* _Your assignment_: Take from the listing each line that has the string "float".

*** Opening of Input data ***

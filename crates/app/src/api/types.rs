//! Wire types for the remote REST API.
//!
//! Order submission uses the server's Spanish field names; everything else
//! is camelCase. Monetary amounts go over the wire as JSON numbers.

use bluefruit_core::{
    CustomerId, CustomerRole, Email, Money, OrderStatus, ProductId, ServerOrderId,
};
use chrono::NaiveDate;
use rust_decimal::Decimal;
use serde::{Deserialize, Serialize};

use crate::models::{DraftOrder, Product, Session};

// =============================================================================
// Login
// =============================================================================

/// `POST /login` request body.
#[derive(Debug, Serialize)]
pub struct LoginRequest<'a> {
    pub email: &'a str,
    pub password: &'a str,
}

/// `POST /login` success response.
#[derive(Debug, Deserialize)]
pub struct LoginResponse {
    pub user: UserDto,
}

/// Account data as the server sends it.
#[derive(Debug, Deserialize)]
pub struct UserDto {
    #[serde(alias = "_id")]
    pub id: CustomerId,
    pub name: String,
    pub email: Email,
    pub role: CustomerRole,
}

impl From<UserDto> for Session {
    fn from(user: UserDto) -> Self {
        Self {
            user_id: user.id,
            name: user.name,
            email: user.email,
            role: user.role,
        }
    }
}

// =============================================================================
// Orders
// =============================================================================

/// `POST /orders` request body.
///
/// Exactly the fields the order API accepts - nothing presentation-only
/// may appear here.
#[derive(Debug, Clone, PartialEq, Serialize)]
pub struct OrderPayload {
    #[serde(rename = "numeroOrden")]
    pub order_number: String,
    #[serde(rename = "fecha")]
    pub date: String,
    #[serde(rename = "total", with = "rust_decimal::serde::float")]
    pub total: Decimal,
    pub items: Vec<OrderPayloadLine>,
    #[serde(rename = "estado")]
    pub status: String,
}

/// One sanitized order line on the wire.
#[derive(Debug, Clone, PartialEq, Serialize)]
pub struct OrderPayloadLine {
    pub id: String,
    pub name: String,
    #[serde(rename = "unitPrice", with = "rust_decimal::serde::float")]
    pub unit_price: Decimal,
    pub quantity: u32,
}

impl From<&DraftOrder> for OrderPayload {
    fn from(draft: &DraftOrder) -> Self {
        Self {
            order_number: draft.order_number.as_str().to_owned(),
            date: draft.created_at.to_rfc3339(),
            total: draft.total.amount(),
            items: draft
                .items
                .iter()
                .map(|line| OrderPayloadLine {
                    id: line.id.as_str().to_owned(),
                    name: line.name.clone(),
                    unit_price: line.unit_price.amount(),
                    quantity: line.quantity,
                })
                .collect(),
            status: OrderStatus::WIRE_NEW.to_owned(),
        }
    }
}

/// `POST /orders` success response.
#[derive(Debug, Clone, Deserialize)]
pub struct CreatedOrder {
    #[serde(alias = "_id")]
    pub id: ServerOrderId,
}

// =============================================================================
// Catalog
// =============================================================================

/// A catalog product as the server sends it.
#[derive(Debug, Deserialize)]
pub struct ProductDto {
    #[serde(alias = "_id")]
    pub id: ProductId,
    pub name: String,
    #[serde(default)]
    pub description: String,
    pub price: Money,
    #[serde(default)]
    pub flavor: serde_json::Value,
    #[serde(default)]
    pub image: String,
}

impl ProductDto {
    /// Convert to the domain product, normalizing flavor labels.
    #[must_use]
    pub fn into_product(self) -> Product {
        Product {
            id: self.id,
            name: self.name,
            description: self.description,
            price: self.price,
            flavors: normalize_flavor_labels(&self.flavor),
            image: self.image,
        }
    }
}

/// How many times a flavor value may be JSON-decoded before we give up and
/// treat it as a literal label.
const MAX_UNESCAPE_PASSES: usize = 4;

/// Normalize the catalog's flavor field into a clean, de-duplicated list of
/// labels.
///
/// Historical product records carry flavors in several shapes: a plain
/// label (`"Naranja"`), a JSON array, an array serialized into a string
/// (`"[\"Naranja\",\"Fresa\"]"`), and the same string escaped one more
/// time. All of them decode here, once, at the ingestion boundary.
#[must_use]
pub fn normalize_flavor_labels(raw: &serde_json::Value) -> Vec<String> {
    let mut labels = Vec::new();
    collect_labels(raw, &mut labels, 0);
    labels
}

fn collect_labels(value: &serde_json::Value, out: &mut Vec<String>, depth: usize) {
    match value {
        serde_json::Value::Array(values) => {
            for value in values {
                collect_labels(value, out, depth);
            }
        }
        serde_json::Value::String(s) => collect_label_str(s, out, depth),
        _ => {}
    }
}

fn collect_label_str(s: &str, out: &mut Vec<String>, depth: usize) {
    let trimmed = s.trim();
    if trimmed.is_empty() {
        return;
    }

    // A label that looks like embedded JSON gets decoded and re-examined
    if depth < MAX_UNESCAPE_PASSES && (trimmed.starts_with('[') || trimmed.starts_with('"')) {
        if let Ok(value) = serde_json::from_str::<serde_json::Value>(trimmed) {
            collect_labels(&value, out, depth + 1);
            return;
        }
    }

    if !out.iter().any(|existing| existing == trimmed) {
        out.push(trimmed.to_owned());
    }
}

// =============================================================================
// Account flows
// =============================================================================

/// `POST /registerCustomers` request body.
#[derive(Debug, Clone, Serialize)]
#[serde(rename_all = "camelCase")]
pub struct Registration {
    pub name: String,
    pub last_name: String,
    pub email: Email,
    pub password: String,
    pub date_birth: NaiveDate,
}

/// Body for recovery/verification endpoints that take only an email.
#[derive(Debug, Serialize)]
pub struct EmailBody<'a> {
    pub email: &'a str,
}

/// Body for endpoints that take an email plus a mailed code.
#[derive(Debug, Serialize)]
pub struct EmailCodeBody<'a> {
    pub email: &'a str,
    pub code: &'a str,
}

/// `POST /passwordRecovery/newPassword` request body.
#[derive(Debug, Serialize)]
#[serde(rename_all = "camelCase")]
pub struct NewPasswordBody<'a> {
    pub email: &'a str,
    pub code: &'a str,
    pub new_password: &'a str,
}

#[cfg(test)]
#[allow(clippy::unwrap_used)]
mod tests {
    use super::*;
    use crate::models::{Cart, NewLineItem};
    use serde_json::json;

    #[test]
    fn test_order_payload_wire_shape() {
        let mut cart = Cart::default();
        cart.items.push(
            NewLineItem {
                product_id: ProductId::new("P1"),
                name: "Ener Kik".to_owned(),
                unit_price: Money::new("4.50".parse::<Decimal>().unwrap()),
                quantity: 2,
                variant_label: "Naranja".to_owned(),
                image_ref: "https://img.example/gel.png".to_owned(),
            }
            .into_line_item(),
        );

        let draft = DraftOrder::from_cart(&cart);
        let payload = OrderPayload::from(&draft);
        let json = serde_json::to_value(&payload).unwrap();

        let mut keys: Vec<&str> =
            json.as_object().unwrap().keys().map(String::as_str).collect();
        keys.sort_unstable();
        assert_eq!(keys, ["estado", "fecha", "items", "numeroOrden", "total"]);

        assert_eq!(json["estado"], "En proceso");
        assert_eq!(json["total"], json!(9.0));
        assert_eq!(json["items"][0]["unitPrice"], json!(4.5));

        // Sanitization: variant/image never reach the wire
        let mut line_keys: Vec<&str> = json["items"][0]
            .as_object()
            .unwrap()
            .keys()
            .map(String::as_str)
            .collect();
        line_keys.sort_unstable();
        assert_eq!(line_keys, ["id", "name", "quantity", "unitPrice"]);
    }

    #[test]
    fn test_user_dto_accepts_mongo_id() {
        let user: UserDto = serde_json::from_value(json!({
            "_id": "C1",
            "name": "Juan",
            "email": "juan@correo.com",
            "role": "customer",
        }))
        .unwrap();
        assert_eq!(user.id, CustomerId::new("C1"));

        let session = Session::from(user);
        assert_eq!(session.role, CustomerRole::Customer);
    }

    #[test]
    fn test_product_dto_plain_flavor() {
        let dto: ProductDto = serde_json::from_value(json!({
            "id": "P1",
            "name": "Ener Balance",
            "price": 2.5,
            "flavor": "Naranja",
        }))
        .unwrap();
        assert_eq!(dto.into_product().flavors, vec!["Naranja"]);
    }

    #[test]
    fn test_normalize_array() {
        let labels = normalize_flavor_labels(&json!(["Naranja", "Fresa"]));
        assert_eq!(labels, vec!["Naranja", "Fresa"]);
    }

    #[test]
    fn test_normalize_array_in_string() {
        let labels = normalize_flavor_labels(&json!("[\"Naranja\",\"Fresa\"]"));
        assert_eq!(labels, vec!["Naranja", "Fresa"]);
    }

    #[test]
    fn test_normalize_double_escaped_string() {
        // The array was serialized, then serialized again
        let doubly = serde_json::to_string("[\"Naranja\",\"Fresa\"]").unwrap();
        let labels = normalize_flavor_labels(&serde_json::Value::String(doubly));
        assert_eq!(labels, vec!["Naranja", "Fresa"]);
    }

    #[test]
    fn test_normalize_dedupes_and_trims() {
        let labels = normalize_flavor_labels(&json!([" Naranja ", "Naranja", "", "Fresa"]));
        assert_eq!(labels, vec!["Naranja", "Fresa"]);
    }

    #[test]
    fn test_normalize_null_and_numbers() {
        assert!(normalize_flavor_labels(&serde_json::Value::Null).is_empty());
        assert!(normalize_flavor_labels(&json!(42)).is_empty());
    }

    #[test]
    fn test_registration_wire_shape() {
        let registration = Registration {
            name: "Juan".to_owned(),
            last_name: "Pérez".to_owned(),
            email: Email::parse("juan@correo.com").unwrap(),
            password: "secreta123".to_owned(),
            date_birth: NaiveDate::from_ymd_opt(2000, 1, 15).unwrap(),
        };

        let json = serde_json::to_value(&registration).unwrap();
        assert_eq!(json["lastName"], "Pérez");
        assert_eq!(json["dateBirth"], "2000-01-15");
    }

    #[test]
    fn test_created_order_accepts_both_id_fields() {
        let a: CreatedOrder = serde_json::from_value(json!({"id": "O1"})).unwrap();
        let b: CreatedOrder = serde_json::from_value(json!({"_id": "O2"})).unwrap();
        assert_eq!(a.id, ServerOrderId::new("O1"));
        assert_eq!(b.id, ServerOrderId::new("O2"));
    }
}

*** Close of Input data ***
*** Opening of Input data ***

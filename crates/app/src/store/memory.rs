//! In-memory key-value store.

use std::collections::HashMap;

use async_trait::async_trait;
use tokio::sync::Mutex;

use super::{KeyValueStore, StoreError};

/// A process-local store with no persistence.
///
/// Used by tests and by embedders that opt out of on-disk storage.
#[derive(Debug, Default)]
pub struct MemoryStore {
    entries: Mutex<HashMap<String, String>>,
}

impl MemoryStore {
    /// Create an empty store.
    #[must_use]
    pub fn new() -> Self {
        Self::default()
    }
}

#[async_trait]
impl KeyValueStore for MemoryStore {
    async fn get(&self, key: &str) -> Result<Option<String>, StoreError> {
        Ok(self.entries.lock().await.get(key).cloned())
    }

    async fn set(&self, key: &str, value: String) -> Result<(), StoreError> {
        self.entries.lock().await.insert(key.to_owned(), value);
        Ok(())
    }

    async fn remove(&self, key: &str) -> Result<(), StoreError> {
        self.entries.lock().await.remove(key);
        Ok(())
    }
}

*** Close of Input data ***
*** Opening of Input data ***

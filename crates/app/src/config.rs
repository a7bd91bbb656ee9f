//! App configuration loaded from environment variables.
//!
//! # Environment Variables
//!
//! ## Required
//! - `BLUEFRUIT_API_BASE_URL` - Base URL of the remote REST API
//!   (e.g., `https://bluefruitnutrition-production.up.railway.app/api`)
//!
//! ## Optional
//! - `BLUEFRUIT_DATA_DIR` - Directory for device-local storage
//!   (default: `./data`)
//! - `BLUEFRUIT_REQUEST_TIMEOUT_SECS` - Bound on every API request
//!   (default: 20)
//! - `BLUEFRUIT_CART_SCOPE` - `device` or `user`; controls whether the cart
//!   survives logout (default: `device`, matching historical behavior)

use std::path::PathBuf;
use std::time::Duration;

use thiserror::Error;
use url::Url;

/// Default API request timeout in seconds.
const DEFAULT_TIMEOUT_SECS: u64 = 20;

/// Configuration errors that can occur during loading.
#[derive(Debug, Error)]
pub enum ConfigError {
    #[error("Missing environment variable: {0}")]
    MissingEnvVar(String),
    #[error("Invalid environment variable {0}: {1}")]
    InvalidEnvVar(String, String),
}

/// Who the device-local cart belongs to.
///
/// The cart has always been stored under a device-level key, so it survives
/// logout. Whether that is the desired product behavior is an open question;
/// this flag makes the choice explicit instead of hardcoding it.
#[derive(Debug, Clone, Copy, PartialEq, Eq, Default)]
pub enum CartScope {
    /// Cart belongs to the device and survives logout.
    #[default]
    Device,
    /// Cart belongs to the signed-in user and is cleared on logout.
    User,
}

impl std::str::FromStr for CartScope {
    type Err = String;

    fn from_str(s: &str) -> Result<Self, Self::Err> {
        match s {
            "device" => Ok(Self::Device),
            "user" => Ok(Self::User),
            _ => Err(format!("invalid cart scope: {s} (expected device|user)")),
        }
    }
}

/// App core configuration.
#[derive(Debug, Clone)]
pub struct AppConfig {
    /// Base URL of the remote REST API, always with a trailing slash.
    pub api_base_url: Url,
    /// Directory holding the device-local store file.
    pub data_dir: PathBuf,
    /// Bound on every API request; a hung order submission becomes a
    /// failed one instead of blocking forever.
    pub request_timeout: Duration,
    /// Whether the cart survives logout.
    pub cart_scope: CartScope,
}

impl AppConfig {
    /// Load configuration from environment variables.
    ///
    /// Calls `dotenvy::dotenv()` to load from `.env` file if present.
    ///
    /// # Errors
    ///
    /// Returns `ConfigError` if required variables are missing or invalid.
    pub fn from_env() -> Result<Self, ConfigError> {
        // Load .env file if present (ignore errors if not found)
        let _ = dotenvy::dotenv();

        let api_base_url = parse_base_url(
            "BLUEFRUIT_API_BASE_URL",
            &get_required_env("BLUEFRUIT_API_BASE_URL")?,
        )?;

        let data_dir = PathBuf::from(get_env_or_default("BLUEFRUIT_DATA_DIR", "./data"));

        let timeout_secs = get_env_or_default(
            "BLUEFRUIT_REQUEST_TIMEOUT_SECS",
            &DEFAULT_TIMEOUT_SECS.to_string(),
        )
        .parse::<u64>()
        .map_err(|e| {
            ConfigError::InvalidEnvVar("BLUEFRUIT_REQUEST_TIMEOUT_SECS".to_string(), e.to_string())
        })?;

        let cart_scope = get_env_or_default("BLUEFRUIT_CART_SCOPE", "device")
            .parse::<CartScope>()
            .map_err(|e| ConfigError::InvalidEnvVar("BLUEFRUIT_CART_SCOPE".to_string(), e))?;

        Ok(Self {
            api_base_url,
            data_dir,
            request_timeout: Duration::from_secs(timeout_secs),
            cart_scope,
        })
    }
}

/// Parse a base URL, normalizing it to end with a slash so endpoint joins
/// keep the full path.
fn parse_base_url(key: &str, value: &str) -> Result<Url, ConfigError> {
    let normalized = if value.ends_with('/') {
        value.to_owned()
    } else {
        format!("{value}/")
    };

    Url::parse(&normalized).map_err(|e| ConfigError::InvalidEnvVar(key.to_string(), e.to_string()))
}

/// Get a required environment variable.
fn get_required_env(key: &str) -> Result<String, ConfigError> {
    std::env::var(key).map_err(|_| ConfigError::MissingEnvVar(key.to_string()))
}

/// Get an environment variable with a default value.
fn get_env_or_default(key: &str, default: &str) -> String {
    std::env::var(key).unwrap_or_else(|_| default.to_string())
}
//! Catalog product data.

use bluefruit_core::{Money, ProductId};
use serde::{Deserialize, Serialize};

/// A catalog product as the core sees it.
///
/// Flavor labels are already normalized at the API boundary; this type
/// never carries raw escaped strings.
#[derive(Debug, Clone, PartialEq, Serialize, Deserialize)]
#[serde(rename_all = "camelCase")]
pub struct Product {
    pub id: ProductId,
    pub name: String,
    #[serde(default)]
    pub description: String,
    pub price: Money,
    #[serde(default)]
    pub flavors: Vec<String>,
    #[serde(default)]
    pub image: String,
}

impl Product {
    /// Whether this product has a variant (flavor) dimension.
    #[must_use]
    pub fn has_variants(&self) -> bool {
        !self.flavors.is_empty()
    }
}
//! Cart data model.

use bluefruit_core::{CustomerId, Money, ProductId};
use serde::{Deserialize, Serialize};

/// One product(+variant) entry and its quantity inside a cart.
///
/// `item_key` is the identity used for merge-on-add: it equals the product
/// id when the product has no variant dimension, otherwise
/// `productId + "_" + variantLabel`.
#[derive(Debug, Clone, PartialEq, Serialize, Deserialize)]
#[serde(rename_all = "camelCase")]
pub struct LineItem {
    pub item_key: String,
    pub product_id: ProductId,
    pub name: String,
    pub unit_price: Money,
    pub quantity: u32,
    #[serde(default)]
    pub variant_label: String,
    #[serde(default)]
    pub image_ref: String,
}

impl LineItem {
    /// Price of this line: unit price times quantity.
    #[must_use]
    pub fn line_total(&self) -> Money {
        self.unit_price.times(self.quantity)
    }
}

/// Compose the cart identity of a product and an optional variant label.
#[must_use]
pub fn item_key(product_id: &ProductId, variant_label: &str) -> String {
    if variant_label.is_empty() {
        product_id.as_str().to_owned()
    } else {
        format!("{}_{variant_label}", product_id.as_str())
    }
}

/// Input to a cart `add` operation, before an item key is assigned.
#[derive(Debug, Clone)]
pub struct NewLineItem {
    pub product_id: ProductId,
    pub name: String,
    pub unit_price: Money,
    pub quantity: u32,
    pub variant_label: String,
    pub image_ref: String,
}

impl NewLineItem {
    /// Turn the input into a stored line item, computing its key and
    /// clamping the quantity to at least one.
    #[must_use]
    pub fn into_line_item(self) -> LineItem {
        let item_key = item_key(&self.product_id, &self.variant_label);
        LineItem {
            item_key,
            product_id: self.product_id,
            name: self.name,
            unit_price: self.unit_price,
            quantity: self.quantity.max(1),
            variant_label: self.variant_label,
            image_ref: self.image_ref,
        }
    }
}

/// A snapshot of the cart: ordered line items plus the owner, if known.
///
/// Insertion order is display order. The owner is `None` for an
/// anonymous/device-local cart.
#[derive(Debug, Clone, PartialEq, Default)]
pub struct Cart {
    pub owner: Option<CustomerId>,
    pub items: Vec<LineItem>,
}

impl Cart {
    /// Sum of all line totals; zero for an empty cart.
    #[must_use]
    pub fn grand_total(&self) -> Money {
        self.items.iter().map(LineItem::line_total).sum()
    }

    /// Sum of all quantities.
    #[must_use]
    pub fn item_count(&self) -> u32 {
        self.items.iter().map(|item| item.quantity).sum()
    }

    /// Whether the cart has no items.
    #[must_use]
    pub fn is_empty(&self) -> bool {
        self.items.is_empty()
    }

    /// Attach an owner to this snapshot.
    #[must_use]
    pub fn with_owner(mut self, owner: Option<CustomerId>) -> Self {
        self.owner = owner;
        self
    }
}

*** Close of Input data ***

* _Task solution_:
    #[serde(rename = "total", with = "rust_decimal::serde::float")]
    #[serde(rename = "unitPrice", with = "rust_decimal::serde::float")]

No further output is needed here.